**Task to complete**
Among the entries below, please repeat exactly and only the lines from the line containing "pub struct AppState" to the line containing "pub struct ResponseMeta", both lines included.

______________________________

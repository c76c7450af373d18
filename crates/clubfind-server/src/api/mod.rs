mod categories;
mod results;
mod search;

use std::sync::Arc;

use axum::{
    http::{header, HeaderName, Method, StatusCode},
    response::IntoResponse,
    routing::{get, post},
    Extension, Json, Router,
};
use chrono::{DateTime, Utc};
use serde::Serialize;
use tower::ServiceBuilder;
use tower_http::cors::CorsLayer;
use tower_http::trace::TraceLayer;

use clubfind_catalog::CatalogClient;
use clubfind_core::{DisplayConfig, RefData};
use clubfind_llm::ChatClient;

use crate::cache::ResultCache;
use crate::middleware::{request_id, RequestId};

#[derive(Clone)]
pub struct AppState {
    pub backend: Arc<ChatClient>,
    pub catalog: Arc<CatalogClient>,
    pub refdata: Arc<RefData>,
    pub display: Arc<DisplayConfig>,
    pub cache: Arc<ResultCache>,
}

#[derive(Debug, Serialize)]
pub struct ApiResponse<T: Serialize> {
    pub data: T,
    pub meta: ResponseMeta,
}

#[derive(Debug, Serialize)]
pub struct ResponseMeta {
    pub request_id: String,
    pub timestamp: DateTime<Utc>,
}

#[derive(Debug, Serialize)]
pub struct ApiError {
    pub error: ErrorBody,
    pub meta: ResponseMeta,
}

#[derive(Debug, Serialize)]
pub struct ErrorBody {
    pub code: String,
    pub message: String,
}

#[derive(Debug, Serialize, PartialEq, Eq)]
struct HealthData {
    status: &'static str,
}

impl ResponseMeta {
    pub(super) fn new(request_id: String) -> Self {
        Self {
            request_id,
            timestamp: Utc::now(),
        }
    }
}

impl ApiError {
    pub fn new(
        request_id: impl Into<String>,
        code: impl Into<String>,
        message: impl Into<String>,
    ) -> Self {
        Self {
            error: ErrorBody {
                code: code.into(),
                message: message.into(),
            },
            meta: ResponseMeta::new(request_id.into()),
        }
    }
}

impl IntoResponse for ApiError {
    fn into_response(self) -> axum::response::Response {
        let status = match self.error.code.as_str() {
            "not_found" => StatusCode::NOT_FOUND,
            "bad_request" | "validation_error" => StatusCode::BAD_REQUEST,
            _ => StatusCode::INTERNAL_SERVER_ERROR,
        };
        (status, Json(self)).into_response()
    }
}

fn build_cors() -> CorsLayer {
    CorsLayer::new()
        .allow_origin(tower_http::cors::Any)
        .allow_methods([Method::GET, Method::POST])
        .allow_headers([
            header::CONTENT_TYPE,
            HeaderName::from_static("x-request-id"),
        ])
}

pub fn build_app(state: AppState) -> Router {
    Router::new()
        .route("/api/v1/health", get(health))
        .route("/api/v1/search", post(search::run))
        .route("/api/v1/results/{id}", get(results::take))
        .route("/api/v1/categories", get(categories::list))
        .layer(
            ServiceBuilder::new()
                .layer(TraceLayer::new_for_http())
                .layer(build_cors())
                .layer(axum::middleware::from_fn(request_id)),
        )
        .with_state(state)
}

async fn health(Extension(req_id): Extension<RequestId>) -> impl IntoResponse {
    Json(ApiResponse {
        data: HealthData { status: "ok" },
        meta: ResponseMeta::new(req_id.0),
    })
}

#[cfg(test)]
mod tests {
    use super::*;
    use axum::body::{to_bytes, Body};
    use axum::http::Request;
    use tower::ServiceExt;
    use wiremock::matchers::{method, path};
    use wiremock::{Mock, MockServer, ResponseTemplate};

    #[test]
    fn api_error_validation_error_maps_to_bad_request() {
        let response = ApiError::new("req-1", "validation_error", "invalid input").into_response();
        assert_eq!(response.status(), StatusCode::BAD_REQUEST);
    }

    #[test]
    fn api_error_not_found_maps_to_404() {
        let response = ApiError::new("req-2", "not_found", "no such result").into_response();
        assert_eq!(response.status(), StatusCode::NOT_FOUND);
    }

    #[test]
    fn api_error_unknown_code_maps_to_500() {
        let response = ApiError::new("req-3", "boom", "unexpected").into_response();
        assert_eq!(response.status(), StatusCode::INTERNAL_SERVER_ERROR);
    }

    fn refdata_fixture(name: &str) -> RefData {
        let root =
            std::env::temp_dir().join(format!("clubfind-routes-{name}-{}", std::process::id()));
        std::fs::create_dir_all(root.join("models")).unwrap();
        std::fs::create_dir_all(root.join("placeholders")).unwrap();
        std::fs::write(root.join("brandlist.txt"), "Ping\nTitleist\n").unwrap();
        std::fs::write(root.join("models/driver.txt"), "G430 Max\n").unwrap();
        std::fs::write(
            root.join("placeholders/driver.txt"),
            "a forgiving driver for a mid handicapper\n",
        )
        .unwrap();
        RefData::load(&root)
    }

    fn chat_body(content: &str) -> serde_json::Value {
        serde_json::json!({
            "choices": [{"message": {"role": "assistant", "content": content}}]
        })
    }

    fn state_with(llm: &MockServer, name: &str) -> AppState {
        AppState {
            backend: Arc::new(
                ChatClient::new(&llm.uri(), None, "test-model", 5).expect("chat client"),
            ),
            catalog: Arc::new(CatalogClient::new(5, "clubfind-test/0.1").expect("catalog client")),
            refdata: Arc::new(refdata_fixture(name)),
            display: Arc::new(DisplayConfig::default()),
            cache: Arc::new(ResultCache::new(300)),
        }
    }

    #[tokio::test]
    async fn health_returns_ok_with_request_id_header() {
        let llm = MockServer::start().await;
        let app = build_app(state_with(&llm, "health"));

        let response = app
            .oneshot(
                Request::builder()
                    .uri("/api/v1/health")
                    .body(Body::empty())
                    .expect("request"),
            )
            .await
            .expect("response");

        assert_eq!(response.status(), StatusCode::OK);
        assert!(response.headers().contains_key("x-request-id"));
    }

    #[tokio::test]
    async fn categories_lists_all_eight_with_placeholder() {
        let llm = MockServer::start().await;
        let app = build_app(state_with(&llm, "categories"));

        let response = app
            .oneshot(
                Request::builder()
                    .uri("/api/v1/categories")
                    .body(Body::empty())
                    .expect("request"),
            )
            .await
            .expect("response");

        assert_eq!(response.status(), StatusCode::OK);
        let body = to_bytes(response.into_body(), usize::MAX)
            .await
            .expect("body");
        let json: serde_json::Value = serde_json::from_slice(&body).expect("json");
        let data = json["data"].as_array().expect("data array");
        assert_eq!(data.len(), 8);
        let driver = data
            .iter()
            .find(|c| c["slug"] == "driver")
            .expect("driver entry");
        assert_eq!(driver["label"], "Driver");
        assert_eq!(
            driver["placeholder"],
            "a forgiving driver for a mid handicapper"
        );
        let putter = data
            .iter()
            .find(|c| c["slug"] == "putter")
            .expect("putter entry");
        assert!(putter["placeholder"].is_null());
    }

    #[tokio::test]
    async fn search_rejects_empty_query() {
        let llm = MockServer::start().await;
        let app = build_app(state_with(&llm, "empty-query"));

        let response = app
            .oneshot(
                Request::builder()
                    .method("POST")
                    .uri("/api/v1/search")
                    .header("content-type", "application/json")
                    .body(Body::from(r#"{"query": "  ", "category": "driver"}"#))
                    .expect("request"),
            )
            .await
            .expect("response");

        assert_eq!(response.status(), StatusCode::BAD_REQUEST);
    }

    #[tokio::test]
    async fn search_rejects_unknown_category() {
        let llm = MockServer::start().await;
        let app = build_app(state_with(&llm, "bad-category"));

        let response = app
            .oneshot(
                Request::builder()
                    .method("POST")
                    .uri("/api/v1/search")
                    .header("content-type", "application/json")
                    .body(Body::from(r#"{"query": "driver", "category": "mallet"}"#))
                    .expect("request"),
            )
            .await
            .expect("response");

        assert_eq!(response.status(), StatusCode::BAD_REQUEST);
    }

    #[tokio::test]
    async fn search_then_results_consumes_the_entry() {
        let llm = MockServer::start().await;
        let catalog = MockServer::start().await;

        // Classification fires first, then filter inference.
        Mock::given(method("POST"))
            .and(path("/chat/completions"))
            .respond_with(ResponseTemplate::new(200).set_body_json(chat_body("0")))
            .up_to_n_times(1)
            .mount(&llm)
            .await;
        Mock::given(method("POST"))
            .and(path("/chat/completions"))
            .respond_with(ResponseTemplate::new(200).set_body_json(chat_body(&format!(
                "{}/golf-clubs/drivers?g2_dexterity%5B0%5D=Left+Handed",
                catalog.uri()
            ))))
            .mount(&llm)
            .await;
        Mock::given(method("GET"))
            .respond_with(ResponseTemplate::new(200).set_body_string(
                r#"<html><body>
                <p class="toolbar-amount"><span class="toolbar-number">1</span></p>
                <div class="product-box product-item-info">
                  <div class="product-brand">Ping</div>
                  <div class="pmp-product-category">G430 Max Driver</div>
                  <div class="current-price">$399.99</div>
                </div>
                </body></html>"#,
            ))
            .mount(&catalog)
            .await;

        let app = build_app(state_with(&llm, "search-results"));

        let response = app
            .clone()
            .oneshot(
                Request::builder()
                    .method("POST")
                    .uri("/api/v1/search")
                    .header("content-type", "application/json")
                    .body(Body::from(
                        r#"{"query": "left-handed driver", "category": "driver"}"#,
                    ))
                    .expect("request"),
            )
            .await
            .expect("response");

        assert_eq!(response.status(), StatusCode::OK);
        let body = to_bytes(response.into_body(), usize::MAX)
            .await
            .expect("body");
        let json: serde_json::Value = serde_json::from_slice(&body).expect("json");
        assert_eq!(json["data"]["record_count"], 1);
        assert_eq!(json["data"]["is_model_specific"], false);
        let result_id = json["data"]["result_id"].as_str().expect("result_id");

        let uri = format!("/api/v1/results/{result_id}");
        let response = app
            .clone()
            .oneshot(
                Request::builder()
                    .uri(&uri)
                    .body(Body::empty())
                    .expect("request"),
            )
            .await
            .expect("response");
        assert_eq!(response.status(), StatusCode::OK);
        let body = to_bytes(response.into_body(), usize::MAX)
            .await
            .expect("body");
        let json: serde_json::Value = serde_json::from_slice(&body).expect("json");
        assert_eq!(json["data"]["records"][0]["brand"], "Ping");
        assert_eq!(json["data"]["category_label"], "Driver");

        // Render-once: the same id is gone on the second fetch.
        let response = app
            .oneshot(
                Request::builder()
                    .uri(&uri)
                    .body(Body::empty())
                    .expect("request"),
            )
            .await
            .expect("response");
        assert_eq!(response.status(), StatusCode::NOT_FOUND);
    }

    #[tokio::test]
    async fn results_rejects_malformed_id() {
        let llm = MockServer::start().await;
        let app = build_app(state_with(&llm, "bad-id"));

        let response = app
            .oneshot(
                Request::builder()
                    .uri("/api/v1/results/not-a-uuid")
                    .body(Body::empty())
                    .expect("request"),
            )
            .await
            .expect("response");

        assert_eq!(response.status(), StatusCode::BAD_REQUEST);
    }
}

______________________________

**Result of this exercise**
pub struct AppState {
    pub backend: Arc<ChatClient>,
    pub catalog: Arc<CatalogClient>,
    pub refdata: Arc<RefData>,
    pub display: Arc<DisplayConfig>,
    pub cache: Arc<ResultCache>,
}

#[derive(Debug, Serialize)]
pub struct ApiResponse<T: Serialize> {
    pub data: T,
    pub meta: ResponseMeta,
}

#[derive(Debug, Serialize)]
pub struct ResponseMeta {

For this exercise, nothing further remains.